Chazolles entretenait de ses projets Angèle, qui résistait pour l'honneur et par suite de cette tactique savante des femmes qui exaspèrent une passion ardente en se faisant désirer.
Il s'arrangerait là-bas une existence en partie double pleine de joies inconnues.
Il meublerait pour sa maîtresse un appartement digne d'elle. La cage plairait à l'oiseau.
Mais il ne lui retirerait pas sa liberté. Elle irait chez sa tante autant qu'elle le voudrait. Elle continuerait à y habiter la plupart du temps comme par le passé. Chazolles ignorait les détails scabreux de l'existence d'Angèle. Elle lui avait dissimulé avec soin ce qui aurait pu froisser son amour et l'étouffer dès sa naissance.
Il ne savait rien de la liaison de la jeune fille avec ses premiers amants, le rapin des hauteurs de la rue Pigalle et le poète du Chat-Noir; rien de ses équipées à l'Élysée-Montmartre, de son éducation entreprise par le duc de Charnay et complétée par le juif Saller; rien de sa retraite de la rue de Londres et des amants qu'elle y recevait.
Dans la jeunesse de son cœur, dans l'aveuglement de son amour, Chazolles s'imaginait qu'il avait rencontré un trésor.
Angèle avait pour lui le charme suprême de la femme vicieuse qui sait dissimuler sa science, et qui, déjà profanée par les doigts hardis de ses amants, profite de son expérience sans laisser deviner les leçons qu'elle a reçues.
Elle étonnait Maurice de ses savantes naïvetés.

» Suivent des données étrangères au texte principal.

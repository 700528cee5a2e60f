//! Rule for the Economy pallet, which moves both DALLA and bBZD.

use chronicle_core::error::DecodeResult;
use chronicle_core::models::{Asset, ChainEvent, TransactionKind, normalize_name};
use chronicle_core::ports::{CallSummary, PalletRule, RawExtrinsic};

use crate::utils::CallArgs;

/// Decoded Economy call.
#[derive(Debug, Clone, PartialEq, Eq)]
pub enum EconomyCall {
    /// `transfer(dest, amount, currency?)`.
    Transfer {
        dest: String,
        amount: u128,
        asset: Asset,
    },
}

impl EconomyCall {
    pub fn decode(ext: &RawExtrinsic) -> DecodeResult<Option<Self>> {
        if normalize_name(&ext.method) != "transfer" {
            return Ok(None);
        }
        let args = CallArgs::new(ext);
        let asset = if args.any_variant(2, Asset::BBzd.symbol()) {
            Asset::BBzd
        } else {
            Asset::Dalla
        };
        Ok(Some(EconomyCall::Transfer {
            dest: args.account(0)?,
            amount: args.amount(1)?,
            asset,
        }))
    }
}

/// Rule for the Economy pallet.
pub struct EconomyRule;

impl PalletRule for EconomyRule {
    fn pallet_name(&self) -> &'static str {
        "economy"
    }

    fn summarize(
        &self,
        ext: &RawExtrinsic,
        _events: &[ChainEvent],
    ) -> DecodeResult<Option<CallSummary>> {
        let Some(EconomyCall::Transfer {
            dest,
            amount,
            asset,
        }) = EconomyCall::decode(ext)?
        else {
            return Ok(None);
        };

        Ok(Some(CallSummary {
            kind: TransactionKind::Transfer,
            from: CallArgs::new(ext).signer()?,
            description: format!("{} transfer to {}", asset, dest),
            to: dest,
            amount,
            asset,
        }))
    }
}

#[cfg(test)]
mod tests {
    use super::*;
    use serde_json::json;

    fn ext(args: Vec<serde_json::Value>) -> RawExtrinsic {
        RawExtrinsic {
            index: 0,
            hash: "0xbb".into(),
            pallet: "Economy".into(),
            method: "transfer".into(),
            signer: Some("Alice".into()),
            args,
        }
    }

    #[test]
    fn test_currency_argument_selects_bbzd() {
        let summary = EconomyRule
            .summarize(&ext(vec![json!("Bob"), json!(100), json!("bBZD")]), &[])
            .unwrap()
            .unwrap();
        assert_eq!(summary.asset, Asset::BBzd);
        assert_eq!(summary.amount, 100);
    }

    #[test]
    fn test_missing_currency_defaults_to_dalla() {
        let call = EconomyCall::decode(&ext(vec![json!("Bob"), json!(100)]))
            .unwrap()
            .unwrap();
        assert!(matches!(call, EconomyCall::Transfer { asset: Asset::Dalla, .. }));

        let call = EconomyCall::decode(&ext(vec![json!("Bob"), json!(100), json!("Dalla")]))
            .unwrap()
            .unwrap();
        assert!(matches!(call, EconomyCall::Transfer { asset: Asset::Dalla, .. }));
    }
}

Elle l'étourdissait avec sa verve de rapin, son esprit caustique, à l'allure dégagée, aux sorties faubouriennes, où la phrase tournait court, juste à l'endroit qu'il ne fallait pas dépasser sous peine de choquer ce délicat, habitué aux réserves et aux ménagements de la famille.
Avec sa pénétration de femme pour qui l'amour n'a plus de secrets, elle avait compris tout de suite l'exaltation où sa vue seule jetait ce naïf assez spirituel pour être ombrageux, assez épris pour être aveugle.